No caso do primeiro, no entanto, há tensões e
diferenças nos embates políticos de países que ainda partilham do comportamento
de liderança hegemônica e alianças ocasionais com o imperialismo, com é o caso,
respectivamente da Rússia e da Índia. A óbvia centralidade no palco das
relações na condução da BRI pela China pode ter o sentido de ser o eixo central
de uma grande teia, onde se busca a harmonia e não o domínio. Se já nos
encontramos no momento histórico em que podemos pensar para além da
configuração dos Estados-nação modernos e buscar uma planetarização é a grande
questão que o filósofo da tecnologia, o chinês Yuk Hui, esmiúça em seu mais
recente livro, uma “tentativa de busca por um Tractatus
Politico-Technologicus” (24).Logo no início de sua
introdução, ele se questiona qual seria o papel do pensamento não ocidental
nesse processo de planetarização. Embora Hui não defenda explicitamente os
modelos do BRICS e da BRI, soa estimulante como projeto político pensarmos
hoje, na possibilidade de superação do Estado-nação por conjunturas planetárias
alicerçadas nas relações comerciais e na harmonia – uma conjunção entre o
universalismo kantiano e a Tiānxià.
- Por
uma “bioética do encontro” entre Brasil e China
Ao nosso ver, necessitamos de uma agenda
ética unificada às duas culturas que, propriamente pela herança sócio-histórica
marcadamente distinta, demarque os limites para o emprego das NTS, visando o
cuidado e proteção do humano, que é o nosso fundamento comum; a chegada de
tecnologias que são apresentadas pelo mercado e ao senso-comum como “sujeitos
cognitivos” nos inspira a reunir argumentos que possam reforçar a defesa
ético-política dos valores humanos que se pretendem universais, quiçá
retornando até mesmo ao debate sobre os direitos fundamentais. Surge assim a
possibilidade, então, de uma “bioética do encontro”

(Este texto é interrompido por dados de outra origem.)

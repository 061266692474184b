//! Database operations for events

use sqlx::sqlite::SqliteRow;
use sqlx::{Row, SqliteExecutor};

use crate::shared::{Event, NewEvent};

fn event_from_row(row: &SqliteRow) -> Result<Event, sqlx::Error> {
    Ok(Event {
        id: row.try_get("event_id")?,
        title: row.try_get("title")?,
        description: row.try_get("description")?,
        date: row.try_get("date")?,
        location: row.try_get("location")?,
        organizer_id: row.try_get("organizer_id")?,
    })
}

/// Insert an event and return its ID
pub async fn insert_event<'e, E>(executor: E, event: &NewEvent) -> Result<i64, sqlx::Error>
where
    E: SqliteExecutor<'e>,
{
    let row = sqlx::query(
        r#"
        INSERT INTO events (title, description, date, location, organizer_id)
        VALUES (?, ?, ?, ?, ?)
        RETURNING event_id
        "#,
    )
    .bind(&event.title)
    .bind(&event.description)
    .bind(event.date)
    .bind(&event.location)
    .bind(event.organizer_id)
    .fetch_one(executor)
    .await?;

    row.try_get("event_id")
}

/// List all events in creation order
pub async fn list_events<'e, E>(executor: E) -> Result<Vec<Event>, sqlx::Error>
where
    E: SqliteExecutor<'e>,
{
    let rows = sqlx::query(
        r#"
        SELECT event_id, title, description, date, location, organizer_id
        FROM events
        ORDER BY event_id
        "#,
    )
    .fetch_all(executor)
    .await?;

    rows.iter().map(event_from_row).collect()
}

– na linha do conceito de uma abordagem global que avance além das
questões biomédicas, na busca do equilíbrio entre a ética ecológica e a
dominação econômica; com a validação da perspectiva de saúde como direito
humano fundamental; mas sem pretender abarcar em um acordo programático a
totalidade de um conglomerado que soaria utópico no momento atual, mas sim
focalizando nas possibilidades reais que teremos nesse “encontro” entre Brasil
e China.
No espaço dessa discussão, os encontros de
saberes, culturas e visões de futuro: do Marxismo com o Confucionismo, das
tecnologias digitais na medicina ocidental com as medicinas tradicionais, o
ingresso das NTS que impulsionam o modelo chinês na nascente cultura em
formação do SUS-Digital; num ambiente de desenvolvimento econômico e científico
que caminhe na complexa diversidade humana, mas voltado para o valor coletivo
do comum. Saudamos, assim, a desafiadora possibilidade de desenvolvimento do
SUS a partir da cooperação entre esses dois sistemas de saúde de grandes
populações, com a integração de práticas com as NTS, através de abordagens
ético-filosóficas alicerçadas em sabedorias e culturas milenares – a de origem
greco-ocidental que nos conformou e a sabedoria clássica chinesa.